What to work on »
Top to bottom, every record is to be copied word for word.

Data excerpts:
# # # #
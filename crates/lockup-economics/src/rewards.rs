// crates/lockup-economics/src/rewards.rs
//
// A pool's share of emission and its holder/staker split.
//
// The pool's share of an emission delta is proportional to its cumulative
// stake area over the protocol-wide cumulative stake area. The policy then
// decides how much of that share goes to the pool's holders; stakers get the
// rest.

use lockup_core::error::LockupError;
use lockup_core::{Address, Amount, Decimal, LedgerView, PoolKey};

use crate::accumulator::cumulative_stake_area;
use crate::context::AccrualContext;
use crate::emission::refresh_emission;

/// A pool's reward over an emission interval.
#[derive(Debug, Clone, Copy, PartialEq, Eq)]
pub struct RewardSplit {
    /// Protocol emission since the given checkpoint.
    pub emission_delta: Amount,
    /// This pool's proportional part of `emission_delta`.
    pub pool_share: Amount,
    /// Part of `pool_share` owed to holders.
    pub holder_share: Amount,
    /// Part of `pool_share` owed to stakers (`pool_share - holder_share`).
    pub staker_share: Amount,
}

/// Split the emission issued since `last_emission_checkpoint` for `pool`.
///
/// Pass `0` as the checkpoint to get the pool's cumulative split since
/// genesis. No retries: a policy failure fails the computation.
pub fn split_since(
    view: &dyn LedgerView,
    ctx: &AccrualContext<'_>,
    pool: &Address,
    last_emission_checkpoint: Amount,
) -> Result<RewardSplit, LockupError> {
    let emission = refresh_emission(view, ctx)?;
    let emission_delta = emission
        .next_cumulative
        .saturating_sub(last_emission_checkpoint);

    let pool_area = cumulative_stake_area(view, ctx, &PoolKey::Pool(*pool))?;
    let all_area = cumulative_stake_area(view, ctx, &PoolKey::All)?;
    let pool_fraction = Decimal::ratio(pool_area.area, all_area.area)?;
    let pool_share = pool_fraction.mul_amount(emission_delta)?;

    let holder_share = ctx.policy.split_holder_share(pool_share, pool_area.unit)?;
    if holder_share > pool_share {
        return Err(LockupError::ExternalCapability(format!(
            "policy assigned {} to holders out of a pool reward of {}",
            holder_share, pool_share
        )));
    }

    Ok(RewardSplit {
        emission_delta,
        pool_share,
        holder_share,
        staker_share: pool_share - holder_share,
    })
}

#[cfg(test)]
mod tests {
    use super::*;
    use crate::accumulator::{update_stake, StakeDelta};
    use crate::emission::commit_emission;
    use crate::policy::ConfiguredPolicy;
    use lockup_core::{EmissionPolicy, LedgerStore, TimeIndex};
    use lockup_store::{MemoryStore, StagedLedger};

    /// Stake into `pool` at `now` and commit the emission curve, as the engine does.
    fn stake_at(store: &MemoryStore, policy: &ConfiguredPolicy, pool: &Address, amount: Amount, now: TimeIndex) {
        let ctx = AccrualContext::new(policy, now, 0);
        let mut tx = StagedLedger::new(store);
        update_stake(&mut tx, &ctx, pool, StakeDelta::Increase(amount)).unwrap();
        let snapshot = refresh_emission(&tx, &ctx).unwrap();
        commit_emission(&mut tx, snapshot, now);
        let batch = tx.into_batch();
        store.apply(batch).unwrap();
    }

    #[test]
    fn test_only_pool_gets_all_emission() {
        let store = MemoryStore::new();
        let policy = ConfiguredPolicy::new(1_000, 10, 5_000).unwrap();
        let pool = Address::repeat_byte(1);
        stake_at(&store, &policy, &pool, 100, 10);

        let ctx = AccrualContext::new(&policy, 20, 0);
        let split = split_since(&store, &ctx, &pool, 0).unwrap();
        assert_eq!(split.emission_delta, 10_000);
        assert_eq!(split.pool_share, 10_000);
        assert_eq!(split.holder_share, 5_000);
        assert_eq!(split.staker_share, 5_000);
    }

    #[test]
    fn test_checkpoint_limits_delta() {
        let store = MemoryStore::new();
        let policy = ConfiguredPolicy::new(1_000, 10, 5_000).unwrap();
        let pool = Address::repeat_byte(1);
        stake_at(&store, &policy, &pool, 100, 10);

        let ctx = AccrualContext::new(&policy, 20, 0);
        let split = split_since(&store, &ctx, &pool, 4_000).unwrap();
        assert_eq!(split.emission_delta, 6_000);
        assert_eq!(split.pool_share, 6_000);
    }

    #[test]
    fn test_share_follows_cumulative_area() {
        let store = MemoryStore::new();
        let policy = ConfiguredPolicy::new(1_000, 10, 5_000).unwrap();
        let p = Address::repeat_byte(1);
        let q = Address::repeat_byte(2);
        stake_at(&store, &policy, &p, 100, 10);
        stake_at(&store, &policy, &q, 100, 10);

        // Equal stake, equal time: each pool gets half.
        let ctx = AccrualContext::new(&policy, 30, 0);
        let split_p = split_since(&store, &ctx, &p, 0).unwrap();
        let split_q = split_since(&store, &ctx, &q, 0).unwrap();
        assert_eq!(split_p.pool_share, 10_000);
        assert_eq!(split_q.pool_share, 10_000);
    }

    #[test]
    fn test_empty_protocol_has_no_share() {
        let store = MemoryStore::new();
        let policy = ConfiguredPolicy::new(1_000, 10, 5_000).unwrap();
        let ctx = AccrualContext::new(&policy, 30, 0);
        let split = split_since(&store, &ctx, &Address::repeat_byte(1), 0).unwrap();
        assert_eq!(split.pool_share, 0);
        assert_eq!(split.staker_share, 0);
    }

    struct GreedyPolicy;

    impl EmissionPolicy for GreedyPolicy {
        fn max_emission_rate(&self) -> Result<Amount, LockupError> {
            Ok(1_000)
        }
        fn lockup_duration(&self) -> Result<TimeIndex, LockupError> {
            Ok(1)
        }
        fn split_holder_share(&self, pool_reward: Amount, _staked: Amount) -> Result<Amount, LockupError> {
            Ok(pool_reward + 1)
        }
    }

    #[test]
    fn test_policy_overshoot_is_external_failure() {
        let store = MemoryStore::new();
        let policy = ConfiguredPolicy::new(1_000, 10, 5_000).unwrap();
        let pool = Address::repeat_byte(1);
        stake_at(&store, &policy, &pool, 100, 10);

        let greedy = GreedyPolicy;
        let ctx = AccrualContext::new(&greedy, 20, 0);
        let err = split_since(&store, &ctx, &pool, 0).unwrap_err();
        assert_eq!(err.code(), "external_capability_failure");
    }
}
# # # #
Result of the exercise »
filename crates/lockup-economics/src/rewards.rs
// crates/lockup-economics/src/rewards.rs
//
// A pool's share of emission and its holder/staker split.
//
// The pool's share of an emission delta is proportional to its cumulative
// stake area over the protocol-wide cumulative stake area. The policy then
// decides how much of that share goes to the pool's holders; stakers get the
// rest.

use lockup_core::error::LockupError;
use lockup_core::{Address, Amount, Decimal, LedgerView, PoolKey};

use crate::accumulator::cumulative_stake_area;
use crate::context::AccrualContext;
use crate::emission::refresh_emission;

/// A pool's reward over an emission interval.
#[derive(Debug, Clone, Copy, PartialEq, Eq)]
pub struct RewardSplit {
    /// Protocol emission since the given checkpoint.
    pub emission_delta: Amount,
    /// This pool's proportional part of `emission_delta`.
    pub pool_share: Amount,
    /// Part of `pool_share` owed to holders.
    pub holder_share: Amount,
    /// Part of `pool_share` owed to stakers (`pool_share - holder_share`).
    pub staker_share: Amount,
}

/// Split the emission issued since `last_emission_checkpoint` for `pool`.
///
/// Pass `0` as the checkpoint to get the pool's cumulative split since
/// genesis. No retries: a policy failure fails the computation.
pub fn split_since(
    view: &dyn LedgerView,
    ctx: &AccrualContext<'_>,
    pool: &Address,
    last_emission_checkpoint: Amount,
) -> Result<RewardSplit, LockupError> {
    let emission = refresh_emission(view, ctx)?;
    let emission_delta = emission
        .next_cumulative
        .saturating_sub(last_emission_checkpoint);

    let pool_area = cumulative_stake_area(view, ctx, &PoolKey::Pool(*pool))?;
    let all_area = cumulative_stake_area(view, ctx, &PoolKey::All)?;
    let pool_fraction = Decimal::ratio(pool_area.area, all_area.area)?;
    let pool_share = pool_fraction.mul_amount(emission_delta)?;

    let holder_share = ctx.policy.split_holder_share(pool_share, pool_area.unit)?;
    if holder_share > pool_share {
        return Err(LockupError::ExternalCapability(format!(
            "policy assigned {} to holders out of a pool reward of {}",
            holder_share, pool_share
        )));
    }

    Ok(RewardSplit {
        emission_delta,
        pool_share,
        holder_share,
        staker_share: pool_share - holder_share,
    })
}

#[cfg(test)]
mod tests {
    use super::*;
    use crate::accumulator::{update_stake, StakeDelta};
    use crate::emission::commit_emission;
    use crate::policy::ConfiguredPolicy;
    use lockup_core::{EmissionPolicy, LedgerStore, TimeIndex};
    use lockup_store::{MemoryStore, StagedLedger};

    /// Stake into `pool` at `now` and commit the emission curve, as the engine does.
    fn stake_at(store: &MemoryStore, policy: &ConfiguredPolicy, pool: &Address, amount: Amount, now: TimeIndex) {
        let ctx = AccrualContext::new(policy, now, 0);
        let mut tx = StagedLedger::new(store);
        update_stake(&mut tx, &ctx, pool, StakeDelta::Increase(amount)).unwrap();
        let snapshot = refresh_emission(&tx, &ctx).unwrap();
        commit_emission(&mut tx, snapshot, now);
        let batch = tx.into_batch();
        store.apply(batch).unwrap();
    }

    #[test]
    fn test_only_pool_gets_all_emission() {
        let store = MemoryStore::new();
        let policy = ConfiguredPolicy::new(1_000, 10, 5_000).unwrap();
        let pool = Address::repeat_byte(1);
        stake_at(&store, &policy, &pool, 100, 10);

        let ctx = AccrualContext::new(&policy, 20, 0);
        let split = split_since(&store, &ctx, &pool, 0).unwrap();
        assert_eq!(split.emission_delta, 10_000);
        assert_eq!(split.pool_share, 10_000);
        assert_eq!(split.holder_share, 5_000);
        assert_eq!(split.staker_share, 5_000);
    }

    #[test]
    fn test_checkpoint_limits_delta() {
        let store = MemoryStore::new();
        let policy = ConfiguredPolicy::new(1_000, 10, 5_000).unwrap();
        let pool = Address::repeat_byte(1);
        stake_at(&store, &policy, &pool, 100, 10);

        let ctx = AccrualContext::new(&policy, 20, 0);
        let split = split_since(&store, &ctx, &pool, 4_000).unwrap();
        assert_eq!(split.emission_delta, 6_000);
        assert_eq!(split.pool_share, 6_000);
    }

    #[test]
    fn test_share_follows_cumulative_area() {
        let store = MemoryStore::new();
        let policy = ConfiguredPolicy::new(1_000, 10, 5_000).unwrap();
        let p = Address::repeat_byte(1);
        let q = Address::repeat_byte(2);
        stake_at(&store, &policy, &p, 100, 10);
        stake_at(&store, &policy, &q, 100, 10);

        // Equal stake, equal time: each pool gets half.
        let ctx = AccrualContext::new(&policy, 30, 0);
        let split_p = split_since(&store, &ctx, &p, 0).unwrap();
        let split_q = split_since(&store, &ctx, &q, 0).unwrap();
        assert_eq!(split_p.pool_share, 10_000);
        assert_eq!(split_q.pool_share, 10_000);
    }

    #[test]
    fn test_empty_protocol_has_no_share() {
        let store = MemoryStore::new();
        let policy = ConfiguredPolicy::new(1_000, 10, 5_000).unwrap();
        let ctx = AccrualContext::new(&policy, 30, 0);
        let split = split_since(&store, &ctx, &Address::repeat_byte(1), 0).unwrap();
        assert_eq!(split.pool_share, 0);
        assert_eq!(split.staker_share, 0);
    }

    struct GreedyPolicy;

    impl EmissionPolicy for GreedyPolicy {
        fn max_emission_rate(&self) -> Result<Amount, LockupError> {
            Ok(1_000)
        }
        fn lockup_duration(&self) -> Result<TimeIndex, LockupError> {
            Ok(1)
        }
        fn split_holder_share(&self, pool_reward: Amount, _staked: Amount) -> Result<Amount, LockupError> {
            Ok(pool_reward + 1)
        }
    }

    #[test]
    fn test_policy_overshoot_is_external_failure() {
        let store = MemoryStore::new();
        let policy = ConfiguredPolicy::new(1_000, 10, 5_000).unwrap();
        let pool = Address::repeat_byte(1);
        stake_at(&store, &policy, &pool, 100, 10);

        let greedy = GreedyPolicy;
        let ctx = AccrualContext::new(&greedy, 20, 0);
        let err = split_since(&store, &ctx, &pool, 0).unwrap_err();
        assert_eq!(err.code(), "external_capability_failure");
    }
}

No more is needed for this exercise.